Harkis: le «mea culpa» de Bouteflika

Portrait officiel du président algérien Abdelaziz Bouteflika.(Photo: présidence de la République algérienne)
Portrait officiel du président algérien Abdelaziz Bouteflika.
(Photo: présidence de la République algérienne)
Le processus de réconciliation nationale déclenchée par le président Bouteflika pour essayer de régler la récente crise algérienne révèle que l’une des causes profondes remonte à la guerre d’indépendance. Précisément au lendemain de l’indépendance, lorsque les familles de harkis, restées au pays, ont été marginalisées au sein de la société algérienne.

De notre correspondant à Alger

La question n’a jamais été évoquée en ces termes depuis 1962, année de l’indépendance. Plus de quarante ans de silence officiel ont été rompus à l’occasion de la campagne que mène, depuis la mi-août, le président Bouteflika autour de la charte sur la paix et la réconciliation nationale. Ce texte, soumis à référendum le 29 septembre prochain, énonce une série de mesures sociales et de clémence judiciaire en faveur des islamistes qui avaient pris les armes durant la décennie 90, ainsi qu’en faveur de toutes les victimes de cette sanglante période. Cette charte a pour vocation de contribuer à apaiser les esprits et à tourner la page de ces douloureux évènements.

À Oran, lors d’un rassemblement populaire, Abdelaziz Bouteflika a loué les vertus de cette charte non sans évoquer l’une des causes lointaines de la crise. Il a noté que la réconciliation «ne pourra se concrétiser que si ceux qui ont été injustement touchés dans leur amour-propre et dans leurs droits pardonnent», reconnaissant, toutefois, que des «erreurs ont été commises par le passé, particulièrement durant la période post-indépendance, à l'encontre des enfants et des familles des harkis», estimant qu'il s'agit là de «l'une des causes aggravantes de la crise algérienne».

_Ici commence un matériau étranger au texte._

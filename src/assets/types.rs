//! Type definitions for the resource graph
//!
//! Every entity is identified by its normalized `projects/...` path. Children
//! are owned by their parent; the graph owns the top-level entities.

use crate::attributes::Location;
use serde::{Deserialize, Serialize};
use std::fmt;

/// Network service tier
///
/// Ordered so that `max` picks the dominating tier: `Premium > Standard`.
#[derive(Debug, Clone, Copy, PartialEq, Eq, Hash, PartialOrd, Ord, Serialize, Deserialize)]
#[serde(rename_all = "SCREAMING_SNAKE_CASE")]
pub enum NetworkTier {
    Standard,
    Premium,
}

impl NetworkTier {
    pub fn parse(value: &str) -> Option<Self> {
        match value.to_ascii_uppercase().as_str() {
            "STANDARD" => Some(NetworkTier::Standard),
            "PREMIUM" => Some(NetworkTier::Premium),
            _ => None,
        }
    }

    pub fn as_str(self) -> &'static str {
        match self {
            NetworkTier::Standard => "STANDARD",
            NetworkTier::Premium => "PREMIUM",
        }
    }
}

impl fmt::Display for NetworkTier {
    fn fmt(&self, f: &mut fmt::Formatter<'_>) -> fmt::Result {
        f.write_str(self.as_str())
    }
}

/// Instance scheduling / commitment class
#[derive(Debug, Clone, Copy, PartialEq, Eq, Hash, PartialOrd, Ord, Serialize, Deserialize)]
pub enum SchedulingClass {
    OnDemand,
    Preemptible,
    Commit1Yr,
    Commit3Yr,
}

impl SchedulingClass {
    pub fn as_str(self) -> &'static str {
        match self {
            SchedulingClass::OnDemand => "OnDemand",
            SchedulingClass::Preemptible => "Preemptible",
            SchedulingClass::Commit1Yr => "Commit1Yr",
            SchedulingClass::Commit3Yr => "Commit3Yr",
        }
    }
}

impl fmt::Display for SchedulingClass {
    fn fmt(&self, f: &mut fmt::Formatter<'_>) -> fmt::Result {
        f.write_str(self.as_str())
    }
}

/// Network interface attached to an instance
#[derive(Debug, Clone, PartialEq, Eq, Serialize, Deserialize)]
pub struct NetworkInterface {
    pub network: String,
    pub subnetwork: String,
    /// Explicit tier from the access config, if any
    pub tier: Option<NetworkTier>,
}

#[derive(Debug, Clone, PartialEq, Eq, Serialize, Deserialize)]
pub struct Instance {
    pub name: String,
    pub location: Location,
    pub machine_type: String,
    /// Raw `scheduling.preemptible` value
    pub preemptible: Option<bool>,
    pub scheduling: SchedulingClass,
    /// First license of the boot disk
    pub license: Option<String>,
    pub os: String,
    pub interfaces: Vec<NetworkInterface>,
}

/// Zonal or regional persistent disk
#[derive(Debug, Clone, PartialEq, Eq, Serialize, Deserialize)]
pub struct Disk {
    pub name: String,
    pub location: Location,
    pub regional: bool,
    pub size_gb: u64,
    pub disk_type: String,
    pub source_image: Option<String>,
    pub licenses: Vec<String>,
    /// Images created from this disk
    pub images: Vec<Image>,
}

#[derive(Debug, Clone, PartialEq, Eq, Serialize, Deserialize)]
pub struct Image {
    pub name: String,
    pub location: Location,
    pub size_gb: u64,
    pub licenses: Vec<String>,
}

#[derive(Debug, Clone, PartialEq, Eq, Serialize, Deserialize)]
pub struct Network {
    pub name: String,
    pub subnetworks: Vec<Subnetwork>,
    pub firewalls: Vec<Firewall>,
    pub routes: Vec<Route>,
}

#[derive(Debug, Clone, PartialEq, Eq, Serialize, Deserialize)]
pub struct Subnetwork {
    pub name: String,
    pub region: String,
    pub ip_cidr_range: String,
    /// Highest tier used by any interface on this subnetwork
    pub network_tier: NetworkTier,
}

#[derive(Debug, Clone, PartialEq, Eq, Serialize, Deserialize)]
pub struct Firewall {
    pub name: String,
    pub direction: String,
    pub disabled: bool,
}

#[derive(Debug, Clone, PartialEq, Eq, Serialize, Deserialize)]
pub struct Route {
    pub name: String,
    pub dest_range: String,
    pub priority: u64,
}

#[derive(Debug, Clone, PartialEq, Eq, Serialize, Deserialize)]
pub struct ServiceAccount {
    pub name: String,
    pub email: String,
    pub keys: Vec<ServiceAccountKey>,
}

#[derive(Debug, Clone, PartialEq, Eq, Serialize, Deserialize)]
pub struct ServiceAccountKey {
    pub name: String,
    pub key_type: String,
}

#[derive(Debug, Clone, PartialEq, Eq, Serialize, Deserialize)]
pub struct Service {
    pub name: String,
    pub enabled: bool,
}

/// Fully linked resource graph
///
/// Entities and children are kept ordered by name, so two graphs built from
/// permutations of the same records compare equal.
#[derive(Debug, Clone, Default, PartialEq, Eq, Serialize, Deserialize)]
pub struct ResourceGraph {
    pub instances: Vec<Instance>,
    pub disks: Vec<Disk>,
    /// Images without a source disk in the project
    pub images: Vec<Image>,
    pub networks: Vec<Network>,
    pub service_accounts: Vec<ServiceAccount>,
    pub services: Vec<Service>,
}

impl ResourceGraph {
    pub fn network(&self, name: &str) -> Option<&Network> {
        self.networks.iter().find(|n| n.name == name)
    }

    pub fn subnetwork(&self, network: &str, name: &str) -> Option<&Subnetwork> {
        self.network(network)?
            .subnetworks
            .iter()
            .find(|s| s.name == name)
    }

    /// All images, attached and standalone
    pub fn all_images(&self) -> impl Iterator<Item = &Image> {
        self.disks
            .iter()
            .flat_map(|d| d.images.iter())
            .chain(self.images.iter())
    }

    /// Entity counts per kind, for summaries
    pub fn counts(&self) -> Vec<(&'static str, usize)> {
        let sum = |f: fn(&Network) -> usize| self.networks.iter().map(f).sum::<usize>();
        vec![
            ("Instance", self.instances.len()),
            ("Disk", self.disks.iter().filter(|d| !d.regional).count()),
            ("RegionalDisk", self.disks.iter().filter(|d| d.regional).count()),
            ("Image", self.all_images().count()),
            ("Network", self.networks.len()),
            ("Subnetwork", sum(|n| n.subnetworks.len())),
            ("Firewall", sum(|n| n.firewalls.len())),
            ("Route", sum(|n| n.routes.len())),
            ("ServiceAccount", self.service_accounts.len()),
            (
                "ServiceAccountKey",
                self.service_accounts.iter().map(|s| s.keys.len()).sum(),
            ),
            ("Service", self.services.len()),
        ]
    }

    pub fn is_empty(&self) -> bool {
        self.counts().iter().all(|(_, n)| *n == 0)
    }
}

C’est la deuxième fois, durant sa campagne référendaire, que le chef de l’État algérien évoque la marginalisation, au lendemain de l’indépendance, des fils et familles de harkis. À Chlef, l’une des précédentes étapes de son périple de campagne, région dont sont originaires de nombreux harkis, Abdelaziz Bouteflika s’était adressé à leurs descendants résidant en France. «Je dois dire que les fils de harkis ne sont pas responsables des actes de leurs parents. S’ils veulent regagner la patrie, ils peuvent prétendre devenir Algériens à part entière, ils sont les bienvenus sur la base de l’égalité de droits et de devoirs…». Le président algérien, qui estime toujours que les harkis sont des «collaborateurs des forces coloniales» et par conséquent des traîtres à la cause nationale, a clairement voulu marquer la différence entre les harkis et leurs descendants.

Venger leurs parents

Les familles de harkis restées en Algérie après 1962, relativement nombreuses, ont eu à subir une vindicte sociale et administrative. Ils n’étaient pas «parqués» dans des zones spécifiques, mais ils traînaient avec eux la «félonie» de leurs pères et parents. Certains d’entre eux n’ont jamais accepté cette indignité qu’on leur infligeait. Quelques centaines ont adhéré au Front islamique du salut (Fis) et quelques uns ont même été élus au scrutin municipal de 1990 remportées par le parti islamiste.

Après l’arrêt du processus électoral en janvier 1992 et le déclenchement de la rébellion islamiste armée, les services de renseignement avaient estimé que les fils de harkis locaux au sein du Fis formaient un réseau national d’environ 300 individus. Un de leurs leaders, Mohamed Saïd était considéré comme membre de ce réseau informel. Son père avait été exécuté par le FLN, en Kabylie, pour collaboration avec l’ennemi, affirmaient plusieurs journaux privés. Plus tard, Mohamed Saïd fut tué dans le maquis par les GIA, dont un des tout premiers chefs Sayeh Attia émir de la région de Médéa était, lui aussi, fils de harki, indiquaient en 1994 des sources informées.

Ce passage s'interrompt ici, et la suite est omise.